Some have suggested that timing is critical; that it’s important to eat breakfast within 60 to 90 minutes of waking up to avoid your body from going into ‘starvation mode’. A near mythical state where you’re losing lots of muscle tissue, your metabolism slows further and stores fat if you eat your first meal beyond that arbitrary time frame. I’ve yet to see any credible research to support this, or rather, to be blunt, this is false. It’s true, there are benefits from eating breakfast and good research demonstrates a greater benefits when protein is included at this morning meal rather than the typical carb-heavy ones we tend to eat. Relax, and put down the stop watch. Do your best to have something even if it’s just a piece of fruit and a hard-boiled egg.

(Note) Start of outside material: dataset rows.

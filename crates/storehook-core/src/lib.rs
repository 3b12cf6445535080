//! Core types for storehook.
//!
//! This crate provides the plugin records persisted by the storefront, the
//! row-level contract every plugin store implements, an in-memory store, and
//! the [`Registry`] that translates rows into records and back.

mod error;
mod memory;
mod model;
mod registry;
mod store;

pub use error::{StoreError, StoreResult};
pub use memory::MemoryStore;
pub use model::{
    DataEntry, ModuleScope, Plugin, PluginBuilder, PluginBuilderError, PluginDependency,
    PluginEvent, PluginHook, PluginManifest, PluginModule, PluginStatus, SecurityLevel,
    TenantOverride, UiSurface,
};
pub use registry::Registry;
pub use store::{Column, ColumnKind, PluginStore, Query, Row, Table};
//! Trust-tier limits and capability grants.

use std::collections::BTreeSet;
use std::time::Duration;

use serde::{Deserialize, Serialize};
use strum::{Display, EnumIter, EnumString, IntoEnumIterator};

/// Host facilities a script may reach, each bound as a module of the same
/// name (`console::log`, `plugin_data::get`, ...).
///
/// `require` is not listed: module resolution is part of the execution
/// protocol and always bound.
#[derive(
    Debug, Clone, Copy, PartialEq, Eq, Hash, PartialOrd, Ord, Serialize, Deserialize, Display, EnumString, EnumIter,
)]
#[serde(rename_all = "snake_case")]
#[strum(serialize_all = "snake_case")]
pub enum Capability {
    /// Logging routed to the host's tracing output.
    Console,

    /// The plugin's private key/value data area.
    PluginData,

    /// Monotonic clock and remaining execution budget.
    Timers,

    /// JSON parsing and encoding.
    Json,

    /// Wall-clock date and time.
    Date,
}

/// Limits and grants applied to every run in a plugin context.
#[derive(Debug, Clone, PartialEq, Eq)]
pub struct SandboxConfig {
    /// Wall-clock budget of a single execute or call, in milliseconds.
    pub timeout_ms: u64,

    /// Maximum script operations per run (0 = unlimited).
    pub max_operations: u64,

    /// Maximum function call nesting.
    pub max_call_levels: usize,

    /// Maximum expression nesting accepted by the parser.
    pub max_expr_depth: usize,

    /// Maximum string length in bytes.
    pub max_string_size: usize,

    /// Maximum array length.
    pub max_array_size: usize,

    /// Maximum object map size.
    pub max_map_size: usize,

    /// Console lines a context may emit before further output is dropped.
    pub max_console_lines: Option<usize>,

    /// Granted capabilities.
    pub capabilities: BTreeSet<Capability>,
}

impl Default for SandboxConfig {
    fn default() -> Self {
        Self::sandboxed()
    }
}

impl SandboxConfig {
    /// Strict limits for untrusted plugins. Timers are not granted.
    pub fn sandboxed() -> Self {
        Self {
            timeout_ms: 1000,
            max_operations: 100_000,
            max_call_levels: 32,
            max_expr_depth: 32,
            max_string_size: 100 * 1024,
            max_array_size: 1000,
            max_map_size: 1000,
            max_console_lines: Some(200),
            capabilities: Capability::iter()
                .filter(|c| *c != Capability::Timers)
                .collect(),
        }
    }

    /// Generous limits and every capability, for trusted plugins.
    pub fn trusted() -> Self {
        Self {
            timeout_ms: 30_000,
            max_operations: 1_000_000,
            max_call_levels: 64,
            max_expr_depth: 64,
            max_string_size: 1024 * 1024,
            max_array_size: 10_000,
            max_map_size: 10_000,
            max_console_lines: None,
            capabilities: Capability::iter().collect(),
        }
    }

    /// Set the per-run timeout.
    pub fn with_timeout(mut self, timeout_ms: u64) -> Self {
        self.timeout_ms = timeout_ms;
        self
    }

    /// Set the operation budget.
    pub fn with_max_operations(mut self, operations: u64) -> Self {
        self.max_operations = operations;
        self
    }

    /// Grant a capability.
    pub fn grant(mut self, capability: Capability) -> Self {
        self.capabilities.insert(capability);
        self
    }

    /// Withdraw a capability.
    pub fn revoke(mut self, capability: Capability) -> Self {
        self.capabilities.remove(&capability);
        self
    }

    /// Check if a capability is granted.
    pub fn allows(&self, capability: Capability) -> bool {
        self.capabilities.contains(&capability)
    }

    /// The per-run timeout as a duration.
    pub fn timeout(&self) -> Duration {
        Duration::from_millis(self.timeout_ms)
    }
}

#[cfg(test)]
mod tests {
    use super::*;

    #[test]
    fn test_presets() {
        let sandboxed = SandboxConfig::sandboxed();
        assert!(!sandboxed.allows(Capability::Timers));
        assert!(sandboxed.allows(Capability::Console));
        assert!(sandboxed.max_console_lines.is_some());

        let trusted = SandboxConfig::trusted();
        assert!(Capability::iter().all(|c| trusted.allows(c)));
        assert!(trusted.timeout_ms > sandboxed.timeout_ms);
    }

    #[test]
    fn test_grant_and_revoke() {
        let config = SandboxConfig::sandboxed()
            .grant(Capability::Timers)
            .revoke(Capability::PluginData)
            .with_timeout(50);

        assert!(config.allows(Capability::Timers));
        assert!(!config.allows(Capability::PluginData));
        assert_eq!(config.timeout(), Duration::from_millis(50));
    }

    #[test]
    fn test_capability_names_match_script_modules() {
        assert_eq!(Capability::PluginData.to_string(), "plugin_data");
        assert_eq!("timers".parse::<Capability>().unwrap(), Capability::Timers);
    }
}
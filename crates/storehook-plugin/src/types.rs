//! Error types for the plugin runtime.

use storehook_core::StoreError;
use thiserror::Error;

use crate::transform::TransformError;

/// Result type for plugin operations.
pub type PluginResult<T> = Result<T, PluginError>;

/// Errors raised while loading plugins or invoking their handlers.
///
/// `unit` names the piece of source involved, e.g. `reviews/index.rhai`,
/// `reviews#hook:page.render` or `reviews#dep:money@1.2.0`.
#[derive(Debug, Error)]
pub enum PluginError {
    /// No plugin row with this id.
    #[error("Plugin not found: {id}")]
    NotFound { id: String },

    /// The plugin exists but is not active.
    #[error("Plugin '{id}' is not active")]
    Inactive { id: String },

    /// The plugin is listed as disabled in the runtime configuration.
    #[error("Plugin '{id}' is disabled by configuration")]
    Disabled { id: String },

    /// The store failed underneath the registry.
    #[error(transparent)]
    Store(#[from] StoreError),

    /// Import/export syntax could not be rewritten.
    #[error("Failed to transform '{unit}': {source}")]
    Transform {
        unit: String,
        #[source]
        source: TransformError,
    },

    /// Source did not compile.
    #[error("Failed to compile '{unit}': {message}")]
    Compile { unit: String, message: String },

    /// Source raised an error while running.
    #[error("'{unit}' failed: {message}")]
    Execution { unit: String, message: String },

    /// The watchdog stopped a run that exceeded its budget.
    #[error("'{unit}' timed out after {timeout_ms}ms")]
    Timeout { unit: String, timeout_ms: u64 },

    /// The owning context was cancelled while the run was in progress.
    #[error("'{unit}' was cancelled")]
    Cancelled { unit: String },

    /// Source called a capability its trust tier does not grant.
    #[error("'{unit}' used capability '{capability}', which is not granted")]
    CapabilityDenied { unit: String, capability: String },

    /// A hook or event unit did not export a callable handler.
    #[error("'{unit}' does not export a handler function")]
    MissingHandler { unit: String },

    /// Invalid runtime configuration or bundle manifest.
    #[error("Invalid configuration: {message}")]
    Config { message: String },

    /// IO error.
    #[error("IO error: {0}")]
    Io(#[from] std::io::Error),
}

impl PluginError {
    /// Create a configuration error.
    pub fn config(message: impl Into<String>) -> Self {
        Self::Config {
            message: message.into(),
        }
    }

    /// Whether the error came from the store rather than from plugin code.
    pub fn is_store(&self) -> bool {
        matches!(self, Self::Store(_))
    }
}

Protein helps to offset muscle protein losses that naturally occur while we sleep. Muscles are made up of protein and protein is made up of amino acids. During the night, muscle is broken down to supply our bodies with necessary amino acids to repair and maintain other bodily tissues so it’s critical to eat protein to replace top up our tank. Protein-rich foods rev up our sleepy morning metabolism and, as mentioned, help to provide a sense of satiety which, helps to keep hunger in check and protein helps to stimulate the rebuilding of muscle tissue. What more do I need to say? Good breakfast protein choices include eggs, cottage cheese, cheese, Greek yogurt, nuts, seeds, protein powders like whey, hemp, brown rice and pea or left over meats or fish.
5] Fill up on Fat
Yes, you read that correctly, fat is no longer a four-lettered word. Fat is an essential nutrient, just like water, or vitamins and minerals. Fat also provides a sense of satiety; the ultimate triad of keeping hunger at bay is protein, fiber and fat. Fat is needed for the absorption of fat-soluble vitamins like D, A, E and K and the carotenoids found in fruits and vegetables like lycopene, beta-carotene, lutein etc. Many nutritious foods naturally contain fat like eggs, dairy foods like milk, yogurt, and cheese, milk alternatives like hemp, and soy, nuts and seeds, but also added fats like butter, olive, avocado, and coconut oil. Including foods and fats like these at breakfast will help to add flavor and fullness to your morning meal.
There’s nothing special or magical about fruit juice. Having said that, juice was a staple at breakfast when I was growing up. Keep in mind, juice glass back then were 125ml, or 4oz, unlike the way juice is often drank today. A 250ml/8oz glass of juice can have 120 calories whereas you’d need to eat two pieces of fruit to get that amount. Juice lacks fiber and doesn’t require chewing like eating whole fruit does, as such; it’s easier to potentially over-consume calorie and sugar-rich juice. There are a couple of caveats, low-sodium tomato juice, or vegetable cocktail is naturally low in sugar and rich in lycopene. Small amounts of 100% fruit juice like blueberry, pomegranate, grape, or freshly squeezed orange or grapefruit juice will be loaded with healthy antioxidants – just keep it to 125ml per day if you opt to have juice.